Amerikanischer Samurai

13.04.1990

Motorola gilt als der große Verlierer der ersten Runde im Patentstreit mit Hitachi: ein Patent verloren, der gegenwärtige und der künftige Star ihrer Prozessorreihe von einem Produktionsverbot bedroht - das geht an die Substanz, auch wenn das Brot-und-Butter-Geschäft der Amerikaner davon nicht betroffen ist. Der Schock sitzt tief in Cupertino. Doch auch die Japaner können sich über ihren Sieg nicht so recht freuen. Liebend gerne würden sie die Angelegenheit so schnell wie möglich beilegen. "Ein richtiger Konkurrenzkampf auf dem Markt wäre uns lieber", beteuert Hajime Yasuda, General Manager von Hitachis Halbleiter-Entwicklungszentrum.

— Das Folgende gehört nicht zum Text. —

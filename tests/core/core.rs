use boardstack::core::assets;
use boardstack::core::broker::{self, DbBroker};
use boardstack::core::config::{self, BoardstackConfig, CONFIG_FILE, Project};
use boardstack::core::db;
use boardstack::core::env::EnvContext;
use boardstack::core::error::BoardstackError;
use boardstack::core::schemas;
use boardstack::core::store::{STORE_ENV, Store};
use std::fs;
use std::process::Command;
use tempfile::tempdir;

fn run_boardstack(dir: &std::path::Path, args: &[&str]) -> std::process::Output {
    Command::new(env!("CARGO_BIN_EXE_boardstack"))
        .args(args)
        .current_dir(dir)
        .env_remove(STORE_ENV)
        .output()
        .expect("run boardstack")
}

fn stdout_json(out: &std::process::Output) -> serde_json::Value {
    serde_json::from_slice(&out.stdout).unwrap_or_else(|e| {
        panic!(
            "stdout is not JSON ({e}): {}",
            String::from_utf8_lossy(&out.stdout)
        )
    })
}

#[test]
fn embedded_templates_resolve() {
    let names = assets::list_templates();
    assert_eq!(names, ["boardstack.toml", "env.example"]);
    for name in names {
        let content = assets::get_template(name).expect("listed template");
        assert!(!content.trim().is_empty());
    }
    assert!(assets::get_template("nginx.conf").is_none());

    let tmp = tempdir().expect("tempdir");
    config::write_default_config(tmp.path(), false).unwrap();
    assert_eq!(config::template_target("boardstack.toml"), CONFIG_FILE);
    for name in assets::list_templates() {
        let written = fs::read_to_string(tmp.path().join(config::template_target(name))).unwrap();
        assert_eq!(Some(written.as_str()), assets::get_template(name));
    }
}

#[test]
fn board_schema_has_expected_objects_and_is_idempotent() {
    let tmp = tempdir().expect("tempdir");
    db::initialize_board_db(tmp.path()).unwrap();
    db::initialize_board_db(tmp.path()).unwrap();

    let conn = db::db_connect(&db::board_db_path(tmp.path()).to_string_lossy()).unwrap();
    let counts = db::inspect_schema(&conn).unwrap();
    assert_eq!(counts.version, schemas::BOARD_SCHEMA_VERSION);

    let mut tables = schemas::TABLES.to_vec();
    tables.sort();
    assert_eq!(counts.tables, tables);
    let mut indexes = schemas::INDEXES.to_vec();
    indexes.sort();
    assert_eq!(counts.indexes, indexes);
    assert_eq!(counts.triggers.len(), 4);

    // Both init runs are on the audit trail.
    let inits = broker::read_audit_log(tmp.path())
        .unwrap()
        .into_iter()
        .filter(|e| e.op == "schema.init")
        .count();
    assert_eq!(inits, 2);
}

#[test]
fn postgres_init_sql_declares_every_object() {
    let sql = schemas::POSTGRES_INIT_SQL;
    for table in schemas::TABLES {
        assert!(
            sql.contains(&format!("CREATE TABLE IF NOT EXISTS {}", table)),
            "{table}"
        );
    }
    for index in schemas::INDEXES {
        assert!(sql.contains(index), "{index}");
    }
    let objects = schemas::postgres_trigger_objects();
    assert_eq!(objects.len(), 5);
    for name in &objects {
        assert!(sql.contains(name.as_str()), "{name}");
    }
    assert!(sql.contains("ON DELETE CASCADE"));
}

#[test]
fn broker_records_success_and_failure() {
    let tmp = tempdir().expect("tempdir");
    let broker = DbBroker::new(tmp.path());
    let db_path = tmp.path().join("scratch.db");

    let answer: i64 = broker
        .with_conn(&db_path, "tester", "scratch.read", |conn| {
            Ok(conn.query_row("SELECT 41 + 1", [], |r| r.get(0))?)
        })
        .unwrap();
    assert_eq!(answer, 42);

    let err = broker
        .with_conn(&db_path, "tester", "scratch.fail", |conn| {
            conn.execute("INSERT INTO missing_table VALUES (1)", [])?;
            Ok(())
        })
        .unwrap_err();
    assert!(matches!(err, BoardstackError::RusqliteError(_)));

    let events = broker::read_audit_log(tmp.path()).unwrap();
    assert_eq!(events.len(), 2);
    assert_eq!(events[0].op, "scratch.read");
    assert_eq!(events[0].status, "success");
    assert_eq!(events[0].db_id, "scratch.db");
    assert_eq!(events[1].status, "error");
    assert!(events[1].error.as_deref().unwrap_or("").contains("missing_table"));
}

#[test]
fn env_file_values_feed_substitution() {
    let tmp = tempdir().expect("tempdir");
    let env_path = tmp.path().join(".env");
    fs::write(
        &env_path,
        "BOARDSTACK_TEST_ONLY_DB=kanban\nBOARDSTACK_TEST_ONLY_EMPTY=\n",
    )
    .unwrap();

    let env = EnvContext::load(&env_path).unwrap();
    assert_eq!(
        env.substitute("postgres://${BOARDSTACK_TEST_ONLY_DB}").unwrap(),
        "postgres://kanban"
    );
    assert_eq!(
        env.substitute("${BOARDSTACK_TEST_ONLY_EMPTY:-5432}").unwrap(),
        "5432"
    );
    assert!(env.substitute("${BOARDSTACK_TEST_ONLY_UNSET}").is_err());

    // A missing env file is an empty one.
    assert!(EnvContext::load(&tmp.path().join("absent.env")).is_ok());
}

#[test]
fn project_root_is_found_from_nested_dirs() {
    let tmp = tempdir().expect("tempdir");
    let nested = tmp.path().join("a/b/c");
    fs::create_dir_all(&nested).unwrap();
    assert!(matches!(
        config::find_project_root(&nested).unwrap_err(),
        BoardstackError::NotFound(_)
    ));

    config::write_default_config(tmp.path(), false).unwrap();
    assert_eq!(config::find_project_root(&nested).unwrap(), tmp.path());

    let project = Project::load(tmp.path()).unwrap();
    assert_eq!(project.config.stack.name, "boardstack");
    assert_eq!(project.compose_path(), tmp.path().join("docker-compose.yml"));
    assert_eq!(project.backups_dir(), tmp.path().join(".boardstack/backups"));
}

#[test]
fn default_config_is_not_overwritten_without_force() {
    let tmp = tempdir().expect("tempdir");
    let written = config::write_default_config(tmp.path(), false).unwrap();
    assert_eq!(written.len(), 2);

    fs::write(tmp.path().join(CONFIG_FILE), "[stack]\nname = \"custom\"\n").unwrap();
    assert!(config::write_default_config(tmp.path(), false).unwrap().is_empty());
    assert_eq!(Project::load(tmp.path()).unwrap().config.stack.name, "custom");

    let written = config::write_default_config(tmp.path(), true).unwrap();
    assert_eq!(written.len(), 2);
    assert_eq!(Project::load(tmp.path()).unwrap().config.stack.name, "boardstack");
}

#[test]
fn malformed_descriptor_is_a_toml_error() {
    let err = BoardstackConfig::from_toml("[stack\nname = 1").unwrap_err();
    assert!(matches!(err, BoardstackError::TomlError(_)));
}

#[test]
fn store_paths_live_under_the_root() {
    let store = Store::new("/tmp/bs");
    assert!(store.board_db().ends_with("board.db"));
    assert!(store.cache_db().ends_with("cache.db"));
    assert!(store.audit_log().ends_with("broker.events.jsonl"));
}

#[test]
fn cli_version_and_schema_render() {
    let tmp = tempdir().expect("tempdir");
    let out = run_boardstack(tmp.path(), &["version"]);
    assert!(out.status.success());
    assert!(String::from_utf8_lossy(&out.stdout).starts_with('v'));

    let out = run_boardstack(tmp.path(), &["schema", "render", "--dialect", "sqlite"]);
    assert!(out.status.success());
    let ddl = String::from_utf8_lossy(&out.stdout);
    assert!(ddl.contains("CREATE TABLE IF NOT EXISTS card_assignments"));
    assert!(ddl.contains("CREATE TRIGGER"));

    let out = run_boardstack(tmp.path(), &["schema", "render"]);
    assert!(String::from_utf8_lossy(&out.stdout).contains("update_updated_at_column"));
}

#[test]
fn cli_commands_outside_a_project_fail_cleanly() {
    let tmp = tempdir().expect("tempdir");
    let out = run_boardstack(tmp.path(), &["stack", "validate"]);
    assert!(!out.status.success());
    assert!(String::from_utf8_lossy(&out.stderr).contains("boardstack init"));
}

#[test]
fn cli_init_then_validate_seed_and_smoke() {
    let tmp = tempdir().expect("tempdir");

    let out = run_boardstack(tmp.path(), &["init"]);
    assert!(
        out.status.success(),
        "init failed: {}",
        String::from_utf8_lossy(&out.stderr)
    );
    let envelope = stdout_json(&out);
    assert_eq!(envelope["cmd"], "init");
    assert!(tmp.path().join(CONFIG_FILE).exists());
    assert!(tmp.path().join(".env.example").exists());
    assert!(tmp.path().join(".boardstack/data/board.db").exists());

    let out = run_boardstack(tmp.path(), &["stack", "validate"]);
    assert!(
        out.status.success(),
        "validate failed: {}",
        String::from_utf8_lossy(&out.stdout)
    );
    assert_eq!(stdout_json(&out)["status"], "ok");

    let out = run_boardstack(tmp.path(), &["seed", "--users", "2", "--boards", "2"]);
    assert!(out.status.success(), "{}", String::from_utf8_lossy(&out.stderr));
    assert_eq!(stdout_json(&out)["summary"]["boards_created"], 2);

    let verify = |password: &str| {
        let args = [
            "board",
            "user",
            "verify",
            "admin@boardstack.local",
            "--password",
            password,
        ];
        stdout_json(&run_boardstack(tmp.path(), &args))["valid"].clone()
    };
    assert_eq!(verify("admin123"), true);
    assert_eq!(verify("wrong"), false);

    let out = run_boardstack(tmp.path(), &["smoke", "--target", "local", "--settle", "0"]);
    assert!(
        out.status.success(),
        "smoke failed: {}",
        String::from_utf8_lossy(&out.stderr)
    );
    let report = stdout_json(&out);
    assert_eq!(report["status"], "ok");
    assert_eq!(report["report"]["passed"], true);

    let out = run_boardstack(tmp.path(), &["audit", "--tail", "3"]);
    assert!(out.status.success());
    assert_eq!(stdout_json(&out)["events"].as_array().map(Vec::len), Some(3));
}

#[test]
fn cli_store_location_honours_env_override() {
    let tmp = tempdir().expect("tempdir");
    let elsewhere = tempdir().expect("tempdir");
    config::write_default_config(tmp.path(), false).unwrap();

    let out = Command::new(env!("CARGO_BIN_EXE_boardstack"))
        .args(["schema", "apply"])
        .current_dir(tmp.path())
        .env(STORE_ENV, elsewhere.path())
        .output()
        .expect("run boardstack");
    assert!(out.status.success(), "{}", String::from_utf8_lossy(&out.stderr));
    assert!(elsewhere.path().join("board.db").exists());
    assert!(!tmp.path().join(".boardstack/data/board.db").exists());
}
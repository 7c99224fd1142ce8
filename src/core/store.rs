//! Store handle for boardstack's local state.
//!
//! A store is a directory holding the board database, the local cache file used
//! by the `local` smoke target, and the broker audit log.

use crate::core::schemas;
use std::path::{Path, PathBuf};

/// Environment override for the store root.
pub const STORE_ENV: &str = "BOARDSTACK_STORE";

/// Directory (relative to the project root) that marks a boardstack project.
pub const PROJECT_DIR: &str = ".boardstack";

#[derive(Debug, Clone)]
pub struct Store {
    /// Absolute path to the store root directory
    pub root: PathBuf,
}

impl Store {
    pub fn new(root: impl Into<PathBuf>) -> Self {
        Self { root: root.into() }
    }

    /// `<project>/.boardstack/data`, unless `BOARDSTACK_STORE` points elsewhere.
    pub fn for_project(project_root: &Path) -> Self {
        match std::env::var(STORE_ENV) {
            Ok(path) if !path.trim().is_empty() => Self::new(PathBuf::from(path)),
            _ => Self::new(project_root.join(PROJECT_DIR).join("data")),
        }
    }

    pub fn board_db(&self) -> PathBuf {
        self.root.join(schemas::BOARD_DB_NAME)
    }

    pub fn cache_db(&self) -> PathBuf {
        self.root.join(schemas::CACHE_DB_NAME)
    }

    pub fn audit_log(&self) -> PathBuf {
        self.root.join(schemas::BROKER_EVENTS_NAME)
    }
}
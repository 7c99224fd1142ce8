//! `${VAR}` substitution for descriptor values.
//!
//! Values resolve from the process environment first, then the project `.env`
//! file. Supported forms follow Compose:
//! - `${VAR}` / `$VAR`: required, error when unset
//! - `${VAR:-default}`: default when unset or empty
//! - `${VAR-default}`: default when unset
//! - `$$`: literal `$`

use crate::core::error::BoardstackError;
use regex::Regex;
use std::collections::BTreeMap;
use std::path::Path;
use std::sync::OnceLock;

fn var_pattern() -> &'static Regex {
    static PATTERN: OnceLock<Regex> = OnceLock::new();
    PATTERN.get_or_init(|| {
        Regex::new(
            r"\$\$|\$\{([A-Za-z_][A-Za-z0-9_]*)(?:(:?)-([^}]*))?\}|\$([A-Za-z_][A-Za-z0-9_]*)",
        )
        .expect("static regex")
    })
}

#[derive(Debug, Clone, Default)]
pub struct EnvContext {
    file_vars: BTreeMap<String, String>,
    use_process_env: bool,
}

impl EnvContext {
    /// Context backed by the process environment and, when present, `env_file`.
    pub fn load(env_file: &Path) -> Result<Self, BoardstackError> {
        let mut file_vars = BTreeMap::new();
        if env_file.exists() {
            let iter = dotenv::from_path_iter(env_file).map_err(|e| {
                BoardstackError::ConfigError(format!("{}: {}", env_file.display(), e))
            })?;
            for item in iter {
                let (key, value) = item.map_err(|e| {
                    BoardstackError::ConfigError(format!("{}: {}", env_file.display(), e))
                })?;
                file_vars.insert(key, value);
            }
        }
        Ok(Self {
            file_vars,
            use_process_env: true,
        })
    }

    /// Context that only sees the given variables (no process environment).
    pub fn from_vars<I, K, V>(vars: I) -> Self
    where
        I: IntoIterator<Item = (K, V)>,
        K: Into<String>,
        V: Into<String>,
    {
        Self {
            file_vars: vars
                .into_iter()
                .map(|(k, v)| (k.into(), v.into()))
                .collect(),
            use_process_env: false,
        }
    }

    pub fn lookup(&self, name: &str) -> Option<String> {
        if self.use_process_env {
            if let Ok(value) = std::env::var(name) {
                return Some(value);
            }
        }
        self.file_vars.get(name).cloned()
    }

    pub fn substitute(&self, input: &str) -> Result<String, BoardstackError> {
        let mut out = String::with_capacity(input.len());
        let mut last = 0;

        for caps in var_pattern().captures_iter(input) {
            let Some(whole) = caps.get(0) else {
                continue;
            };
            out.push_str(&input[last..whole.start()]);
            last = whole.end();

            if whole.as_str() == "$$" {
                out.push('$');
                continue;
            }

            let name = caps
                .get(1)
                .or_else(|| caps.get(4))
                .map(|m| m.as_str())
                .unwrap_or_default();
            let value = self.lookup(name);

            match caps.get(3) {
                Some(default) => {
                    let empty_counts_as_unset = caps.get(2).is_some_and(|m| m.as_str() == ":");
                    let resolved = match value {
                        Some(v) if !(empty_counts_as_unset && v.is_empty()) => v,
                        _ => default.as_str().to_string(),
                    };
                    out.push_str(&resolved);
                }
                None => match value {
                    Some(v) => out.push_str(&v),
                    None => {
                        return Err(BoardstackError::ConfigError(format!(
                            "variable '{}' is not set and has no default (in '{}')",
                            name, input
                        )));
                    }
                },
            }
        }

        out.push_str(&input[last..]);
        Ok(out)
    }
}
fn validate_backup_name(name: &str) -> Result<(), error::BoardstackError> {
    let ok = !name.is_empty()
        && name != "."
        && name != ".."
        && name
            .chars()
            .all(|c| c.is_ascii_alphanumeric() || matches!(c, '_' | '-' | '.'));
    if !ok {
        return Err(error::BoardstackError::ValidationError(format!(
            "backup name '{}' may only contain A-Z a-z 0-9 _ - .",
            name
        )));
    }
    Ok(())
}

pub fn file_sha256(path: &Path) -> Result<String, error::BoardstackError> {
    let bytes = fs::read(path)?;
    let mut hasher = Sha256::new();
    hasher.update(&bytes);
    Ok(format!("{:x}", hasher.finalize()))
}

fn read_metadata(dir: &Path) -> Result<BackupMetadata, error::BoardstackError> {
    let path = dir.join(METADATA_FILE);
    if !path.exists() {
        return Err(error::BoardstackError::NotFound(format!(
            "{} (not a backup directory)",
            path.display()
        )));
    }
    Ok(serde_json::from_str(&fs::read_to_string(&path)?)?)
}

fn epoch_of(created_at: &str) -> u64 {
    created_at.trim_end_matches('Z').parse().unwrap_or(0)
}

/// Validates `name` (or picks the default) and claims `<backups_dir>/<name>/`.
fn claim_backup_dir(
    backups_dir: &Path,
    name: Option<&str>,
) -> Result<(String, PathBuf), error::BoardstackError> {
    let name = name.map(str::to_string).unwrap_or_else(default_backup_name);
    validate_backup_name(&name)?;
    let dir = backups_dir.join(&name);
    if dir.exists() {
        return Err(error::BoardstackError::ValidationError(format!(
            "backup '{}' already exists",
            name
        )));
    }
    fs::create_dir_all(&dir)?;
    Ok((name, dir))
}

fn seal_backup(
    dir: &Path,
    name: String,
    target: BackupTarget,
    snapshot_file: &str,
    schema_version: i64,
) -> Result<BackupMetadata, error::BoardstackError> {
    let snapshot = dir.join(snapshot_file);
    let metadata = BackupMetadata {
        backup_name: name,
        created_at: time::now_epoch_z(),
        target,
        database: snapshot_file.to_string(),
        sha256: file_sha256(&snapshot)?,
        size_bytes: fs::metadata(&snapshot)?.len(),
        schema_version,
        format_version: BACKUP_FORMAT_VERSION.to_string(),
    };
    fs::write(
        dir.join(METADATA_FILE),
        serde_json::to_string_pretty(&metadata)?,
    )?;
    Ok(metadata)
}

/// Loads the named backup and checks it was taken from `target`, that its
/// snapshot is present and that the snapshot still hashes to the recorded
/// value.
fn verified_snapshot(
    backups_dir: &Path,
    name: &str,
    target: BackupTarget,
) -> Result<(BackupMetadata, PathBuf), error::BoardstackError> {
    validate_backup_name(name)?;
    let dir = backups_dir.join(name);
    if !dir.is_dir() {
        return Err(error::BoardstackError::NotFound(format!("backup '{}'", name)));
    }
    let metadata = read_metadata(&dir)?;
    if metadata.target != target {
        return Err(error::BoardstackError::ValidationError(format!(
            "backup '{}' was taken from the {} target, not {}",
            name, metadata.target, target
        )));
    }
    let snapshot = dir.join(&metadata.database);
    if !snapshot.exists() {
        return Err(error::BoardstackError::NotFound(format!(
            "backup '{}' is missing {}",
            name, metadata.database
        )));
    }

    let actual = file_sha256(&snapshot)?;
    if actual != metadata.sha256 {
        return Err(error::BoardstackError::ValidationError(format!(
            "backup '{}' is corrupt: sha256 {} does not match recorded {}",
            name, actual, metadata.sha256
        )));
    }
    if metadata.schema_version > schemas::BOARD_SCHEMA_VERSION {
        return Err(error::BoardstackError::ValidationError(format!(
            "backup '{}' has schema version {} (this build supports {})",
            name,
            metadata.schema_version,
            schemas::BOARD_SCHEMA_VERSION
        )));
    }
    Ok((metadata, snapshot))
}

/// Snapshots the live store into `<backups_dir>/<name>/`.
pub fn create_backup(
    store: &Store,
    backups_dir: &Path,
    name: Option<&str>,
) -> Result<BackupMetadata, error::BoardstackError> {
    if let Some(name) = name {
        validate_backup_name(name)?;
    }
    let live = store.board_db();
    if !live.exists() {
        return Err(error::BoardstackError::NotFound(format!(
            "no board store at {}",
            live.display()
        )));
    }

    let (name, dir) = claim_backup_dir(backups_dir, name)?;
    let snapshot = dir.join(schemas::BOARD_DB_NAME);

    let target = snapshot.to_string_lossy().to_string();
    let broker = DbBroker::new(&store.root);
    let schema_version = broker.with_conn(&live, "backup", "backup.create", |conn| {
        conn.execute("VACUUM INTO ?1", [target.as_str()])?;
        db::schema_version(conn)
    });
    let schema_version = match schema_version {
        Ok(v) => v,
        Err(e) => {
            let _ = fs::remove_dir_all(&dir);
            return Err(e);
        }
    };

    seal_backup(
        &dir,
        name,
        BackupTarget::Local,
        schemas::BOARD_DB_NAME,
        schema_version,
    )
}

/// Replaces the live store with the named snapshot after verifying its hash.
pub fn restore_backup(
    store: &Store,
    backups_dir: &Path,
    name: &str,
) -> Result<BackupMetadata, error::BoardstackError> {
    let (metadata, snapshot) = verified_snapshot(backups_dir, name, BackupTarget::Local)?;

    fs::create_dir_all(&store.root)?;
    let live = store.board_db();
    let staged = live.with_extension("db.restore");
    fs::copy(&snapshot, &staged)?;
    for suffix in ["-wal", "-shm"] {
        let side = sidecar(&live, suffix);
        if side.exists() {
            fs::remove_file(&side)?;
        }
    }
    fs::rename(&staged, &live)?;

    let broker = DbBroker::new(&store.root);
    broker.with_conn(&live, "backup", "backup.restore", |conn| {
        let check: String = conn.query_row("PRAGMA integrity_check", [], |row| row.get(0))?;
        if check != "ok" {
            return Err(error::BoardstackError::DatabaseInitializationError(format!(
                "restored store failed integrity check: {}",
                check
            )));
        }
        Ok(())
    })?;
    Ok(metadata)
}
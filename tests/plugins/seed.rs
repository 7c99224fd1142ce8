use boardstack::core::store::Store;
use boardstack::plugins::board::{BoardStore, Role, verify_password};
use boardstack::plugins::seed::{
    self, ADMIN_EMAIL, ADMIN_PASSWORD, DEFAULT_LISTS, SEED_PASSWORD, SeedOptions, SeedSummary,
};
use tempfile::tempdir;

#[test]
fn default_seed_populates_every_table() {
    let tmp = tempdir().unwrap();
    let store = Store::new(tmp.path());

    let summary = seed::seed(&store, &SeedOptions::default()).unwrap();
    assert_eq!(
        summary,
        SeedSummary {
            users_created: 10,
            users_skipped: 0,
            boards_created: 5,
            boards_skipped: 0,
            lists_created: 20,
            cards_created: 60,
            members_added: 10,
            assignments_created: 40,
        }
    );

    let boards = BoardStore::open(&store).unwrap();
    assert_eq!(boards.list_users(false).unwrap().len(), 10);
    let admin = boards.get_user_by_email(ADMIN_EMAIL).unwrap().unwrap();
    assert!(admin.is_superuser);
    assert_eq!(admin.username, "admin");
    let regular = boards.get_user_by_email(&seed::seed_email(0)).unwrap().unwrap();
    assert!(!regular.is_superuser);

    // Stored hashes are salted argon2 strings the app tier can verify.
    assert!(admin.hashed_password.starts_with("$argon2id$"));
    assert!(verify_password(ADMIN_PASSWORD, &admin.hashed_password).unwrap());
    assert!(verify_password(SEED_PASSWORD, &regular.hashed_password).unwrap());
    let other = boards.get_user_by_email(&seed::seed_email(1)).unwrap().unwrap();
    assert_ne!(regular.hashed_password, other.hashed_password);
}

#[test]
fn boards_get_the_standard_lists_and_three_participants() {
    let tmp = tempdir().unwrap();
    let store = Store::new(tmp.path());
    seed::seed(&store, &SeedOptions::default()).unwrap();

    let boards = BoardStore::open(&store).unwrap();
    let all = boards.list_boards(None).unwrap();
    assert_eq!(all.len(), 5);
    for board in &all {
        let titles: Vec<String> = boards
            .list_lists(&board.id)
            .unwrap()
            .into_iter()
            .map(|l| l.title)
            .collect();
        assert_eq!(titles, DEFAULT_LISTS);

        let members = boards.list_members(&board.id).unwrap();
        assert_eq!(members.len(), 3);
        assert_eq!(
            members.iter().filter(|m| m.role == Role::Owner).count(),
            1,
            "{}",
            board.title
        );

        let summary = boards.board_summary(&board.id).unwrap();
        assert_eq!(summary.cards, 12);
    }
}

#[test]
fn reseeding_adds_nothing() {
    let tmp = tempdir().unwrap();
    let store = Store::new(tmp.path());
    seed::seed(&store, &SeedOptions::default()).unwrap();

    let again = seed::seed(&store, &SeedOptions::default()).unwrap();
    assert_eq!(again.users_created, 0);
    assert_eq!(again.users_skipped, 10);
    assert_eq!(again.boards_created, 0);
    assert_eq!(again.boards_skipped, 5);
    assert_eq!(again.cards_created, 0);

    let boards = BoardStore::open(&store).unwrap();
    assert_eq!(boards.list_boards(None).unwrap().len(), 5);
}

#[test]
fn seeding_is_deterministic_across_stores() {
    let shape = |dir: &std::path::Path| {
        let store = Store::new(dir);
        seed::seed(
            &store,
            &SeedOptions {
                users: 3,
                boards: 7,
                cards_per_list: 2,
            },
        )
        .unwrap();
        let boards = BoardStore::open(&store).unwrap();
        let mut out = Vec::new();
        for board in boards.list_boards(None).unwrap() {
            for list in boards.list_lists(&board.id).unwrap() {
                for card in boards.list_cards(&list.id).unwrap() {
                    out.push((
                        board.title.clone(),
                        list.title.clone(),
                        card.title,
                        card.priority,
                        card.labels.as_slice().to_vec(),
                        card.due_date,
                    ));
                }
            }
        }
        out.sort_by(|a, b| (&a.0, &a.2).cmp(&(&b.0, &b.2)));
        out
    };

    let a = tempdir().unwrap();
    let b = tempdir().unwrap();
    let first = shape(a.path());
    assert_eq!(first.len(), 7 * 4 * 2);
    assert_eq!(first, shape(b.path()));
}
//! Core modules for boardstack's control plane.
//!
//! Shared primitives live here: configuration, the store handle, the DB
//! broker, schema definitions, and error types.

pub mod assets;
pub mod broker;
pub mod config;
pub mod db;
pub mod env;
pub mod error;
pub mod schemas;
pub mod store;
pub mod time;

Denn abgesehen von den finanziellen Folgen des Streits drohen beiden empfindliche Image-Schäden: Der Ruf bei den Kunden, ein zuverlässiger Lieferant zu sein, ist in Gefahr. Nicht nur das - bei manchen geht es um einiges mehr: Apple etwa könnte seinen Betrieb dichtmachen, wenn es keinen 68030 mehr gäbe.

Der Fall zeigt wieder einmal, wie sehr heute in der Computerindustrie jeder von jedem abhängig ist. Auch wenn manche es noch immer nicht wahrhaben wollen: Ohne die Ideen, Konzepte und Erfindungen der anderen läßt sich kein neues, zumindest kein konkurrenzfähiges Produkt mehr entwickeln. Dafür zu sorgen, daß die entsprechenden Rechte vorliegen, gehört zu den Aufgaben eines Herstellers. Wer hier schludert und seine Kunden damit in die Klemme bringt, wird bald selbst in der Klemme sitzen.

Auch wer versucht, eventuelle Konkurrenten technisch auszuhungern, könnte am Ende selbst verhungern. Sollte Motorola tatsächlich auf einem endgültigen Aus für den Hitachi-Chip bestehen und allenfalls bereit sein, über die Länge der Galgenfrist zu verhandeln, hieße das, dem verzeihlichen ersten Fehler jetzt den unverzeihlichen zweiten folgen zu lassen. Ein solcher Versuch des "amerikanischen Samurais" (Business Week), den Streit - auf dem Rücken der eigenen Kunden - bis zum bitteren Ende auszufechten, könnte leicht als Kamikaze-Unternehmen enden.